• _Exercise brief_: Please filter the listing below and copy out the lines that hold "PathBuf".

• _Data for this task_:
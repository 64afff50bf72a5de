//! JSON snapshot persistence for boards.
//!
//! [`FileBoardStore`] keeps the authoritative map in a
//! [`MemoryBoardStore`] and mirrors it to a single JSON file. The file is
//! read once on [`open`](FileBoardStore::open) and written on
//! [`persist`](BoardStore::persist), and additionally after every
//! `create`/`put` when write-through is enabled.
//!
//! # Snapshot format
//!
//! ```text
//! {
//!   "version": 1,
//!   "boards": {
//!     "<uuid>": {
//!       "state": [[true, false], [false, true]],
//!       "generation": 4,
//!       "created_at": "...",
//!       "updated_at": "..."
//!     }
//!   }
//! }
//! ```
//!
//! # Ordering
//!
//! Writers take the file mutex first and the map lock second. The
//! snapshot is serialized while the map lock is held, so it always
//! reflects a state the map actually passed through, and file writes
//! land in the same order as the mutations they capture.
//!
//! With write-through, a mutation is applied to a staged copy of the map,
//! written to disk, and only then committed. A failed write leaves both
//! the file and the in-memory boards at their previous state.

use std::collections::BTreeMap;
use std::fs;
use std::path::{Path, PathBuf};
use std::sync::{Arc, Mutex, MutexGuard};

use chrono::{DateTime, Utc};
use conway_types::{Board, BoardId, Grid};
use serde::{Deserialize, Serialize};

use crate::error::StoreError;
use crate::log::{EventLog, LogLevel};
use crate::store::{BoardStore, MemoryBoardStore};

/// Snapshot format version written by this build.
pub const SNAPSHOT_VERSION: u32 = 1;

/// One board as written to the snapshot.
#[derive(Serialize)]
struct SnapshotEntry<'a> {
    state: &'a Grid,
    generation: u64,
    created_at: DateTime<Utc>,
    updated_at: DateTime<Utc>,
}

#[derive(Serialize)]
struct SnapshotOut<'a> {
    version: u32,
    boards: BTreeMap<BoardId, SnapshotEntry<'a>>,
}

/// One board as read back from the snapshot.
#[derive(Deserialize)]
struct StoredBoard {
    state: Grid,
    generation: u64,
    created_at: DateTime<Utc>,
    updated_at: DateTime<Utc>,
}

#[derive(Deserialize)]
struct SnapshotIn {
    version: u32,
    boards: BTreeMap<BoardId, StoredBoard>,
}

/// A [`BoardStore`] that survives restarts via a JSON snapshot file.
pub struct FileBoardStore {
    inner: MemoryBoardStore,
    path: PathBuf,
    write_through: bool,
    file_lock: Mutex<()>,
    log: Arc<dyn EventLog>,
}

impl FileBoardStore {
    /// Open the store at `path`, loading the snapshot if the file exists.
    ///
    /// A missing file yields an empty store; the file is created on the
    /// first write.
    ///
    /// # Errors
    ///
    /// Returns [`StoreError::Io`] if the file exists but cannot be read,
    /// [`StoreError::Serialization`] if it is not a valid snapshot (an
    /// irregular grid included), or [`StoreError::UnsupportedSnapshot`]
    /// for a foreign format version.
    pub fn open(
        path: impl Into<PathBuf>,
        write_through: bool,
        log: Arc<dyn EventLog>,
    ) -> Result<Self, StoreError> {
        let path = path.into();
        let boards = if path.exists() {
            let boards = load_snapshot(&path)?;
            log.log(
                LogLevel::Info,
                &format!("loaded {} boards from {}", boards.len(), path.display()),
            );
            boards
        } else {
            log.log(
                LogLevel::Info,
                &format!(
                    "no snapshot at {}, starting with an empty collection",
                    path.display()
                ),
            );
            BTreeMap::new()
        };

        Ok(Self {
            inner: MemoryBoardStore::with_boards(boards, Arc::clone(&log)),
            path,
            write_through,
            file_lock: Mutex::new(()),
            log,
        })
    }

    /// Location of the snapshot file.
    pub fn path(&self) -> &Path {
        &self.path
    }

    fn lock_file(&self) -> Result<MutexGuard<'_, ()>, StoreError> {
        self.file_lock.lock().map_err(|e| {
            self.log
                .log(LogLevel::Error, &format!("snapshot file lock poisoned: {e}"));
            StoreError::LockPoisoned
        })
    }

    fn write_file(&self, bytes: &[u8]) -> Result<(), StoreError> {
        let io_err = |source| StoreError::Io {
            path: self.path.clone(),
            source,
        };

        if let Some(parent) = self.path.parent().filter(|p| !p.as_os_str().is_empty()) {
            fs::create_dir_all(parent).map_err(io_err)?;
        }

        let tmp = self.path.with_extension("json.tmp");
        fs::write(&tmp, bytes).map_err(io_err)?;
        fs::rename(&tmp, &self.path).map_err(io_err)?;

        self.log.log(
            LogLevel::Debug,
            &format!("saved boards to {}", self.path.display()),
        );
        Ok(())
    }
}

impl BoardStore for FileBoardStore {
    fn create(&self, initial: Grid) -> Result<BoardId, StoreError> {
        if !self.write_through {
            return self.inner.create(initial);
        }

        let _file = self.lock_file()?;
        let mut boards = self.inner.write()?;
        let mut staged = boards.clone();
        let id = self.inner.insert_locked(&mut staged, initial);
        self.write_file(&encode_snapshot(&staged)?)?;
        *boards = staged;
        Ok(id)
    }

    fn get(&self, id: BoardId) -> Result<Board, StoreError> {
        self.inner.get(id)
    }

    fn put(&self, id: BoardId, state: Grid, generation: u64) -> Result<(), StoreError> {
        if !self.write_through {
            return self.inner.put(id, state, generation);
        }

        let _file = self.lock_file()?;
        let mut boards = self.inner.write()?;
        let mut staged = boards.clone();
        self.inner
            .replace_locked(&mut staged, id, state, generation)?;
        self.write_file(&encode_snapshot(&staged)?)?;
        *boards = staged;
        Ok(())
    }

    fn persist(&self) -> Result<(), StoreError> {
        let _file = self.lock_file()?;
        let (count, bytes) = {
            let boards = self.inner.read()?;
            (boards.len(), encode_snapshot(&boards)?)
        };
        self.write_file(&bytes)?;
        self.log.log(
            LogLevel::Info,
            &format!("persisted {count} boards to {}", self.path.display()),
        );
        Ok(())
    }

    fn len(&self) -> Result<usize, StoreError> {
        self.inner.len()
    }
}

fn encode_snapshot(boards: &BTreeMap<BoardId, Board>) -> Result<Vec<u8>, StoreError> {
    let snapshot = SnapshotOut {
        version: SNAPSHOT_VERSION,
        boards: boards
            .iter()
            .map(|(&id, board)| {
                (
                    id,
                    SnapshotEntry {
                        state: &board.state,
                        generation: board.generation,
                        created_at: board.created_at,
                        updated_at: board.updated_at,
                    },
                )
            })
            .collect(),
    };
    Ok(serde_json::to_vec_pretty(&snapshot)?)
}

fn load_snapshot(path: &Path) -> Result<BTreeMap<BoardId, Board>, StoreError> {
    let contents = fs::read_to_string(path).map_err(|source| StoreError::Io {
        path: path.to_path_buf(),
        source,
    })?;
    let snapshot: SnapshotIn = serde_json::from_str(&contents)?;

    if snapshot.version != SNAPSHOT_VERSION {
        return Err(StoreError::UnsupportedSnapshot {
            found: snapshot.version,
            expected: SNAPSHOT_VERSION,
        });
    }

    Ok(snapshot
        .boards
        .into_iter()
        .map(|(id, stored)| {
            (
                id,
                Board {
                    id,
                    state: stored.state,
                    generation: stored.generation,
                    created_at: stored.created_at,
                    updated_at: stored.updated_at,
                },
            )
        })
        .collect())
}

#[cfg(test)]
#[allow(clippy::unwrap_used)]
mod tests {
    use uuid::Uuid;

    use super::*;
    use crate::log::NoopLog;

    /// Unique snapshot path under the system temp dir, removed on drop.
    struct TempSnapshot(PathBuf);

    impl TempSnapshot {
        fn new() -> Self {
            Self(std::env::temp_dir().join(format!("conway-store-{}.json", Uuid::now_v7())))
        }
    }

    impl Drop for TempSnapshot {
        fn drop(&mut self) {
            let _ = fs::remove_file(&self.0);
        }
    }

    fn open(path: &Path, write_through: bool) -> FileBoardStore {
        FileBoardStore::open(path, write_through, Arc::new(NoopLog)).unwrap()
    }

    fn block() -> Grid {
        Grid::from_rows(vec![
            vec![false, false, false, false],
            vec![false, true, true, false],
            vec![false, true, true, false],
            vec![false, false, false, false],
        ])
        .unwrap()
    }

    #[test]
    fn missing_file_opens_empty() {
        let tmp = TempSnapshot::new();
        let store = open(&tmp.0, false);
        assert!(store.is_empty().unwrap());
        assert!(!tmp.0.exists());
    }

    #[test]
    fn persist_then_reopen_restores_boards() {
        let tmp = TempSnapshot::new();
        let store = open(&tmp.0, false);
        let id = store.create(block()).unwrap();
        store.put(id, block(), 3).unwrap();
        store.persist().unwrap();

        let reopened = open(&tmp.0, false);
        let board = reopened.get(id).unwrap();
        assert_eq!(board.state, block());
        assert_eq!(board.generation, 3);
        assert_eq!(reopened.len().unwrap(), 1);
    }

    #[test]
    fn without_write_through_nothing_is_written_until_persist() {
        let tmp = TempSnapshot::new();
        let store = open(&tmp.0, false);
        store.create(block()).unwrap();
        assert!(!tmp.0.exists());
        store.persist().unwrap();
        assert!(tmp.0.exists());
    }

    #[test]
    fn write_through_saves_every_mutation() {
        let tmp = TempSnapshot::new();
        let store = open(&tmp.0, true);
        let id = store.create(block()).unwrap();
        assert_eq!(open(&tmp.0, false).get(id).unwrap().generation, 0);

        store.put(id, Grid::dead(4, 4).unwrap(), 9).unwrap();
        let reread = open(&tmp.0, false).get(id).unwrap();
        assert_eq!(reread.generation, 9);
        assert_eq!(reread.state.live_count(), 0);
    }

    #[test]
    fn put_unknown_does_not_touch_file() {
        let tmp = TempSnapshot::new();
        let store = open(&tmp.0, true);
        assert!(matches!(
            store.put(BoardId::new(), block(), 1),
            Err(StoreError::NotFound(_))
        ));
        assert!(!tmp.0.exists());
    }

    #[test]
    fn failed_write_through_create_stores_nothing() {
        let blocker = TempSnapshot::new();
        fs::write(&blocker.0, b"not a directory").unwrap();
        let store = open(&blocker.0.join("boards.json"), true);

        assert!(matches!(store.create(block()), Err(StoreError::Io { .. })));
        assert!(store.is_empty().unwrap());
    }

    #[test]
    fn failed_write_through_put_keeps_previous_state() {
        let tmp = TempSnapshot::new();
        let store = open(&tmp.0, true);
        let id = store.create(block()).unwrap();

        // A non-empty directory at the snapshot path makes the final rename fail.
        fs::remove_file(&tmp.0).unwrap();
        fs::create_dir(&tmp.0).unwrap();
        fs::write(tmp.0.join("occupied"), b"").unwrap();

        let result = store.put(id, Grid::dead(4, 4).unwrap(), 5);
        assert!(matches!(result, Err(StoreError::Io { .. })));
        let board = store.get(id).unwrap();
        assert_eq!(board.state, block());
        assert_eq!(board.generation, 0);

        fs::remove_dir_all(&tmp.0).unwrap();
        let _ = fs::remove_file(tmp.0.with_extension("json.tmp"));
    }

    #[test]
    fn irregular_snapshot_is_rejected() {
        let tmp = TempSnapshot::new();
        let id = BoardId::new();
        let json = format!(
            r#"{{"version":1,"boards":{{"{id}":{{"state":[[true,false],[true]],"generation":0,"created_at":"2024-01-01T00:00:00Z","updated_at":"2024-01-01T00:00:00Z"}}}}}}"#
        );
        fs::write(&tmp.0, json).unwrap();

        let result = FileBoardStore::open(&tmp.0, false, Arc::new(NoopLog));
        assert!(matches!(result, Err(StoreError::Serialization(_))));
    }

    #[test]
    fn foreign_version_is_rejected() {
        let tmp = TempSnapshot::new();
        fs::write(&tmp.0, r#"{"version":99,"boards":{}}"#).unwrap();

        let result = FileBoardStore::open(&tmp.0, false, Arc::new(NoopLog));
        assert!(matches!(
            result,
            Err(StoreError::UnsupportedSnapshot {
                found: 99,
                expected: 1
            })
        ));
    }
}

• _Response to this task_:
use std::path::{Path, PathBuf};
    path: PathBuf,
        path: impl Into<PathBuf>,
    struct TempSnapshot(PathBuf);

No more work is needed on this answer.